Todavía estaban hablando de ello emocionadas.

"Su espalda estaba llena de pedazos de vidrio, algunos muy profundos, pero cuando los limpiamos, no dijo ni una palabra, ni siquiera frunció el ceño."

"El Dr. Castillo quería que se quedara internado para observación, pero él dijo que para qué iba a quedarse por unas heridas tan pequeñas, se aplicó un poco de antiséptico, se vendó y se fue, realmente es un tipo duro."

"Vi a su esposa tan preocupada que casi llora, dicen que fue por salvarla de una lámpara de mesa que le cayó encima."

"Realmente envidio a su esposa, ya no hay muchos hombres así, que se lancen al peligro por su otra mitad. Y además, es tan guapo."

"Esa envidia no se puede conseguir fácilmente, ¿no has visto lo hermosa que es su esposa? Realmente son una pareja perfecta."

Davis escuchó a las enfermeras chismear, y su expresión se volvía cada vez más sombría.

Su pecho se sentía como si estuviera oprimido por una piedra, sofocándolo.

Salió del hospital y llamó a Adda.

La llamada fue respondida rápidamente.

"¿Dónde estás?"

La voz de Davis no revelaba ninguna emoción.

Adda respondió: "Justo al lado de la carretera, estoy acompañando a mi compañero a comer estofado, te enviaré mi ubicación, ven a recogerme en diez minutos."

Adda rápidamente envió su ubicación a Davis.

No era el nombre de ningún restaurante.

Davis revisó la ubicación y descubrió que el lugar estaba a menos de un kilómetro de donde estaba.

Davis condujo directamente allí.

En poco tiempo, se detuvo al lado de la carretera.

No era una tienda formal, sino un puesto de comida al lado de la carretera.

El coche de Davis se detuvo al otro lado de la calle.

Adda vio a Etern disfrutando tanto de la comida.

Directamente con los cubiertos tomó un huevo poché del bol y lo puso en el de Etern: "No tengo hambre, come tú más."

Adda con una cara de culpa y preocupación: "Has perdido tanta sangre, no sé cuánto tardará en recuperarse."

Etern levantó la vista y vio la preocupada y arrugada carita de Adda.

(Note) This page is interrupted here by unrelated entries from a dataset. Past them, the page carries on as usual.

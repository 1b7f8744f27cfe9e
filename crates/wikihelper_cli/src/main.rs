//! Command-line shell for the wiki document engine.
//!
//! # Responsibility
//! - Expose the core operations against a wiki folder on disk: project
//!   management, section reads and edits, daily-log merges, and the weekly
//!   window projection.
//!
//! The generation collaborator is not wired here; edit bodies come from a
//! file or stdin, which keeps the binary usable offline and in scripts.

use anyhow::{bail, Context, Result};
use chrono::{Local, NaiveDate};
use clap::{Parser, Subcommand};
use std::io::Read;
use std::path::PathBuf;
use wikihelper_core::{
    append_under_heading, collect_recent_log_entries, extract_section, merge_daily_log_entry,
    replace_section, FsWikiStore, WikiStore, DAILY_LOG_TITLE,
};

#[derive(Parser)]
#[command(name = "wikihelper", about = "Section-addressable project wiki maintenance")]
struct Cli {
    /// Directory holding one `{project}.md` file per project.
    #[arg(long, default_value = "wikis")]
    wiki_dir: PathBuf,

    /// Enable file logging into this directory (absolute path).
    #[arg(long)]
    log_dir: Option<PathBuf>,

    #[command(subcommand)]
    command: Command,
}

#[derive(Subcommand)]
enum Command {
    /// List known projects.
    List,
    /// Create a new project wiki from the standard template.
    New { name: String },
    /// Print a project's full document.
    Show { project: String },
    /// Print the body of one section.
    Extract { project: String, section: String },
    /// Replace the body of one section (creates it when absent).
    Replace {
        project: String,
        section: String,
        /// Body file; stdin when omitted.
        #[arg(long)]
        file: Option<PathBuf>,
    },
    /// Prepend text under a section header (creates it when absent).
    Append {
        project: String,
        section: String,
        /// Text file; stdin when omitted.
        #[arg(long)]
        file: Option<PathBuf>,
    },
    /// Merge a dated `### YYYY-MM-DD` contribution into the Daily Log.
    MergeLog {
        project: String,
        /// Contribution file; stdin when omitted.
        #[arg(long)]
        file: Option<PathBuf>,
    },
    /// Print the Daily Log entries of the trailing week.
    Recent {
        project: String,
        /// Reference date (YYYY-MM-DD); today when omitted.
        #[arg(long)]
        as_of: Option<NaiveDate>,
    },
}

fn main() -> Result<()> {
    let cli = Cli::parse();

    if let Some(log_dir) = &cli.log_dir {
        let log_dir = log_dir.to_str().context("log dir must be valid UTF-8")?;
        wikihelper_core::init_logging(wikihelper_core::default_log_level(), log_dir)
            .map_err(|err| anyhow::anyhow!(err))?;
    }

    let store = FsWikiStore::new(&cli.wiki_dir);
    match cli.command {
        Command::List => {
            for project in store.list_projects()? {
                println!("{project}");
            }
        }
        Command::New { name } => {
            store.create_project(&name)?;
            println!("created {name}");
        }
        Command::Show { project } => {
            print!("{}", load_document(&store, &project)?);
        }
        Command::Extract { project, section } => {
            let doc = load_document(&store, &project)?;
            println!("{}", extract_section(&doc, &section));
        }
        Command::Replace {
            project,
            section,
            file,
        } => {
            let body = read_input(file)?;
            let doc = load_document(&store, &project)?;
            store.save(&project, &replace_section(&doc, &section, &body))?;
        }
        Command::Append {
            project,
            section,
            file,
        } => {
            let text = read_input(file)?;
            let doc = load_document(&store, &project)?;
            store.save(&project, &append_under_heading(&doc, &section, &text))?;
        }
        Command::MergeLog { project, file } => {
            let contribution = read_input(file)?;
            let doc = load_document(&store, &project)?;
            let merged = merge_daily_log_entry(&doc, &contribution);
            if merged == doc {
                eprintln!("nothing to merge");
            }
            store.save(&project, &merged)?;
        }
        Command::Recent { project, as_of } => {
            let doc = load_document(&store, &project)?;
            let body = extract_section(&doc, DAILY_LOG_TITLE);
            let as_of = as_of.unwrap_or_else(|| Local::now().date_naive());
            for entry in collect_recent_log_entries(&body, as_of) {
                println!("### {}\n{}\n", entry.date, entry.text);
            }
        }
    }
    Ok(())
}

fn load_document(store: &FsWikiStore, project: &str) -> Result<String> {
    match store.load(project)? {
        Some(doc) => Ok(doc),
        None => bail!("project not found: `{project}`"),
    }
}

fn read_input(file: Option<PathBuf>) -> Result<String> {
    match file {
        Some(path) => std::fs::read_to_string(&path)
            .with_context(|| format!("failed to read `{}`", path.display())),
        None => {
            let mut text = String::new();
            std::io::stdin()
                .read_to_string(&mut text)
                .context("failed to read stdin")?;
            Ok(text)
        }
    }
}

Raramente sonrió: "Antes, cuando boxeaba, me rompí varios huesos y nunca te vi tan preocupada, ¿qué son estas pequeñas heridas externas?"

Adda respondió: "En ese entonces eras joven, apenas un adolescente, incluso los huesos rotos sanaban rápido, pero ahora ya tienes una edad, debes cuidar tu cuerpo, no puedes seguir pensando que eres un joven."

Etern extendió la mano y golpeó la frente de Adda.

"Vete al diablo, hablas como si fuera un anciano."

Los dos seguían comiendo y bromeando.

Davis observaba a los dos, sintiéndose bastante amargo por dentro.

En realidad, nunca se había metido en las relaciones de Adda.